Required work >> Print every line of the material exactly.
▽
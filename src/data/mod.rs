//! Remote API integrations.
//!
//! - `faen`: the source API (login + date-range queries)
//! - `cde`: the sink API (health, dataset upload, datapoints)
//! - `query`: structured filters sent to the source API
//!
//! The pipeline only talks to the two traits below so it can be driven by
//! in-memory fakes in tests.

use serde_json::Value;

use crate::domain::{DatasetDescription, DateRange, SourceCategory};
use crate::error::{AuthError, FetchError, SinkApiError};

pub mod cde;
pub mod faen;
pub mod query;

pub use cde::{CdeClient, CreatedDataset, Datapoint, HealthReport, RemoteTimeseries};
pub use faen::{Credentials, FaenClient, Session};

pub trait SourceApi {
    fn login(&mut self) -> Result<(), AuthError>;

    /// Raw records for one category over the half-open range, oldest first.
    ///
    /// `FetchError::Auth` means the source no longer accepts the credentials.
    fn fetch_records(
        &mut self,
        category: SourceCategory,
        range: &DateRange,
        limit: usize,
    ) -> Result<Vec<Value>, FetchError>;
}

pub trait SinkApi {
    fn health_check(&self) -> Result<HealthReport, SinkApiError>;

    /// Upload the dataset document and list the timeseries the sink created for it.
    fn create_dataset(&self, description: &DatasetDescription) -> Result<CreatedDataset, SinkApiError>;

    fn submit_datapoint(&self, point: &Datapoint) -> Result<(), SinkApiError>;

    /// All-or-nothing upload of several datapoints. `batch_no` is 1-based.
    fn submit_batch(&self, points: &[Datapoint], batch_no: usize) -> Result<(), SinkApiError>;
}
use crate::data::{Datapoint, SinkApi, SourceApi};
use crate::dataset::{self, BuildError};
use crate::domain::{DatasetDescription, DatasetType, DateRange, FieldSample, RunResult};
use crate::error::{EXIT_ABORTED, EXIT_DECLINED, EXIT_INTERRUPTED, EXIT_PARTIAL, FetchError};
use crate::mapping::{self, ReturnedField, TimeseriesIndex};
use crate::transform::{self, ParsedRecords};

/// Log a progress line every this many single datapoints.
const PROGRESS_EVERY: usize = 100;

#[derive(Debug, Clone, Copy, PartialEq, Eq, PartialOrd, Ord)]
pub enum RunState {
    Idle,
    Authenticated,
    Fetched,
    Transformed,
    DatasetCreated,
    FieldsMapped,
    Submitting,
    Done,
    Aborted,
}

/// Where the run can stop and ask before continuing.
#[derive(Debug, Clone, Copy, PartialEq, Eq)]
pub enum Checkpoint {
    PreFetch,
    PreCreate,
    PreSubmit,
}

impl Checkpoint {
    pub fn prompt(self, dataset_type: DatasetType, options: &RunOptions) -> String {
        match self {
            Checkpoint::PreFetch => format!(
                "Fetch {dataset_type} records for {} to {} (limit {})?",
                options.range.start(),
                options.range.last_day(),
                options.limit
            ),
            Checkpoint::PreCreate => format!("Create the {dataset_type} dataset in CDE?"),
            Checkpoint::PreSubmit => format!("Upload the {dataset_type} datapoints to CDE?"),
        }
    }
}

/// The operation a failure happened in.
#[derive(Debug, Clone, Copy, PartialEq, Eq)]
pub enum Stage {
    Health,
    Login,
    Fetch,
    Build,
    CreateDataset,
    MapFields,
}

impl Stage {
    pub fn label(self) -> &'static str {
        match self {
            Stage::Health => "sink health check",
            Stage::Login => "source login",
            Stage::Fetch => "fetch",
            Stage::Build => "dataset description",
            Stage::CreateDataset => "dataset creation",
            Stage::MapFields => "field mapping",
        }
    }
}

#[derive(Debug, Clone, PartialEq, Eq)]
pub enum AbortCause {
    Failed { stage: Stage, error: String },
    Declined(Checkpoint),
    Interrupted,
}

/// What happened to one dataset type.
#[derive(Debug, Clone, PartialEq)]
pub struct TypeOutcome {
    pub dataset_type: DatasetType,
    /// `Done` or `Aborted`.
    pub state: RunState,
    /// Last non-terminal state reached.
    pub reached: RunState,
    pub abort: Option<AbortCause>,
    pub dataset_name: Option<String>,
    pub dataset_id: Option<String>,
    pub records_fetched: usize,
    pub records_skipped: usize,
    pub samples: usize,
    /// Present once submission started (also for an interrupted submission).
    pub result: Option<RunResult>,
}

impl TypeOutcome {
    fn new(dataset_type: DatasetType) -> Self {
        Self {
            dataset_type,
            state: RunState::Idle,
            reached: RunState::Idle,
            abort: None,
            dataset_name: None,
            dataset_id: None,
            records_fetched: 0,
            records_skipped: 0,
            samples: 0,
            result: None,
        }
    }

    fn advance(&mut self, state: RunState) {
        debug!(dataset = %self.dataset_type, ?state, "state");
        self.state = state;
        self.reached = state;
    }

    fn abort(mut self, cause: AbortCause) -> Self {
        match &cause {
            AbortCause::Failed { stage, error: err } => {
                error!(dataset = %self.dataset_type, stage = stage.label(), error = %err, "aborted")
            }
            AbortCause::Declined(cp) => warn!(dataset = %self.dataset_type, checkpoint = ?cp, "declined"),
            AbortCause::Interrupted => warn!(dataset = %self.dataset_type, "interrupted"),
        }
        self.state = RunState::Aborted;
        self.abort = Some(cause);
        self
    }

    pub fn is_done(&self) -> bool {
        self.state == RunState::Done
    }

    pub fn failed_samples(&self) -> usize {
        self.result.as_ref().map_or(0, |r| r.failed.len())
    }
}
△
Written solution >>
filename src/data/mod.rs
//! Remote API integrations.
//!
//! - `faen`: the source API (login + date-range queries)
//! - `cde`: the sink API (health, dataset upload, datapoints)
//! - `query`: structured filters sent to the source API
//!
//! The pipeline only talks to the two traits below so it can be driven by
//! in-memory fakes in tests.

use serde_json::Value;

use crate::domain::{DatasetDescription, DateRange, SourceCategory};
use crate::error::{AuthError, FetchError, SinkApiError};

pub mod cde;
pub mod faen;
pub mod query;

pub use cde::{CdeClient, CreatedDataset, Datapoint, HealthReport, RemoteTimeseries};
pub use faen::{Credentials, FaenClient, Session};

pub trait SourceApi {
    fn login(&mut self) -> Result<(), AuthError>;

    /// Raw records for one category over the half-open range, oldest first.
    ///
    /// `FetchError::Auth` means the source no longer accepts the credentials.
    fn fetch_records(
        &mut self,
        category: SourceCategory,
        range: &DateRange,
        limit: usize,
    ) -> Result<Vec<Value>, FetchError>;
}

pub trait SinkApi {
    fn health_check(&self) -> Result<HealthReport, SinkApiError>;

    /// Upload the dataset document and list the timeseries the sink created for it.
    fn create_dataset(&self, description: &DatasetDescription) -> Result<CreatedDataset, SinkApiError>;

    fn submit_datapoint(&self, point: &Datapoint) -> Result<(), SinkApiError>;

    /// All-or-nothing upload of several datapoints. `batch_no` is 1-based.
    fn submit_batch(&self, points: &[Datapoint], batch_no: usize) -> Result<(), SinkApiError>;
}
use crate::data::{Datapoint, SinkApi, SourceApi};
use crate::dataset::{self, BuildError};
use crate::domain::{DatasetDescription, DatasetType, DateRange, FieldSample, RunResult};
use crate::error::{EXIT_ABORTED, EXIT_DECLINED, EXIT_INTERRUPTED, EXIT_PARTIAL, FetchError};
use crate::mapping::{self, ReturnedField, TimeseriesIndex};
use crate::transform::{self, ParsedRecords};

/// Log a progress line every this many single datapoints.
const PROGRESS_EVERY: usize = 100;

#[derive(Debug, Clone, Copy, PartialEq, Eq, PartialOrd, Ord)]
pub enum RunState {
    Idle,
    Authenticated,
    Fetched,
    Transformed,
    DatasetCreated,
    FieldsMapped,
    Submitting,
    Done,
    Aborted,
}

/// Where the run can stop and ask before continuing.
#[derive(Debug, Clone, Copy, PartialEq, Eq)]
pub enum Checkpoint {
    PreFetch,
    PreCreate,
    PreSubmit,
}

impl Checkpoint {
    pub fn prompt(self, dataset_type: DatasetType, options: &RunOptions) -> String {
        match self {
            Checkpoint::PreFetch => format!(
                "Fetch {dataset_type} records for {} to {} (limit {})?",
                options.range.start(),
                options.range.last_day(),
                options.limit
            ),
            Checkpoint::PreCreate => format!("Create the {dataset_type} dataset in CDE?"),
            Checkpoint::PreSubmit => format!("Upload the {dataset_type} datapoints to CDE?"),
        }
    }
}

/// The operation a failure happened in.
#[derive(Debug, Clone, Copy, PartialEq, Eq)]
pub enum Stage {
    Health,
    Login,
    Fetch,
    Build,
    CreateDataset,
    MapFields,
}

impl Stage {
    pub fn label(self) -> &'static str {
        match self {
            Stage::Health => "sink health check",
            Stage::Login => "source login",
            Stage::Fetch => "fetch",
            Stage::Build => "dataset description",
            Stage::CreateDataset => "dataset creation",
            Stage::MapFields => "field mapping",
        }
    }
}

#[derive(Debug, Clone, PartialEq, Eq)]
pub enum AbortCause {
    Failed { stage: Stage, error: String },
    Declined(Checkpoint),
    Interrupted,
}

/// What happened to one dataset type.
#[derive(Debug, Clone, PartialEq)]
pub struct TypeOutcome {
    pub dataset_type: DatasetType,
    /// `Done` or `Aborted`.
    pub state: RunState,
    /// Last non-terminal state reached.
    pub reached: RunState,
    pub abort: Option<AbortCause>,
    pub dataset_name: Option<String>,
    pub dataset_id: Option<String>,
    pub records_fetched: usize,
    pub records_skipped: usize,
    pub samples: usize,
    /// Present once submission started (also for an interrupted submission).
    pub result: Option<RunResult>,
}

impl TypeOutcome {
    fn new(dataset_type: DatasetType) -> Self {
        Self {
            dataset_type,
            state: RunState::Idle,
            reached: RunState::Idle,
            abort: None,
            dataset_name: None,
            dataset_id: None,
            records_fetched: 0,
            records_skipped: 0,
            samples: 0,
            result: None,
        }
    }

    fn advance(&mut self, state: RunState) {
        debug!(dataset = %self.dataset_type, ?state, "state");
        self.state = state;
        self.reached = state;
    }

    fn abort(mut self, cause: AbortCause) -> Self {
        match &cause {
            AbortCause::Failed { stage, error: err } => {
                error!(dataset = %self.dataset_type, stage = stage.label(), error = %err, "aborted")
            }
            AbortCause::Declined(cp) => warn!(dataset = %self.dataset_type, checkpoint = ?cp, "declined"),
            AbortCause::Interrupted => warn!(dataset = %self.dataset_type, "interrupted"),
        }
        self.state = RunState::Aborted;
        self.abort = Some(cause);
        self
    }

    pub fn is_done(&self) -> bool {
        self.state == RunState::Done
    }

    pub fn failed_samples(&self) -> usize {
        self.result.as_ref().map_or(0, |r| r.failed.len())
    }
}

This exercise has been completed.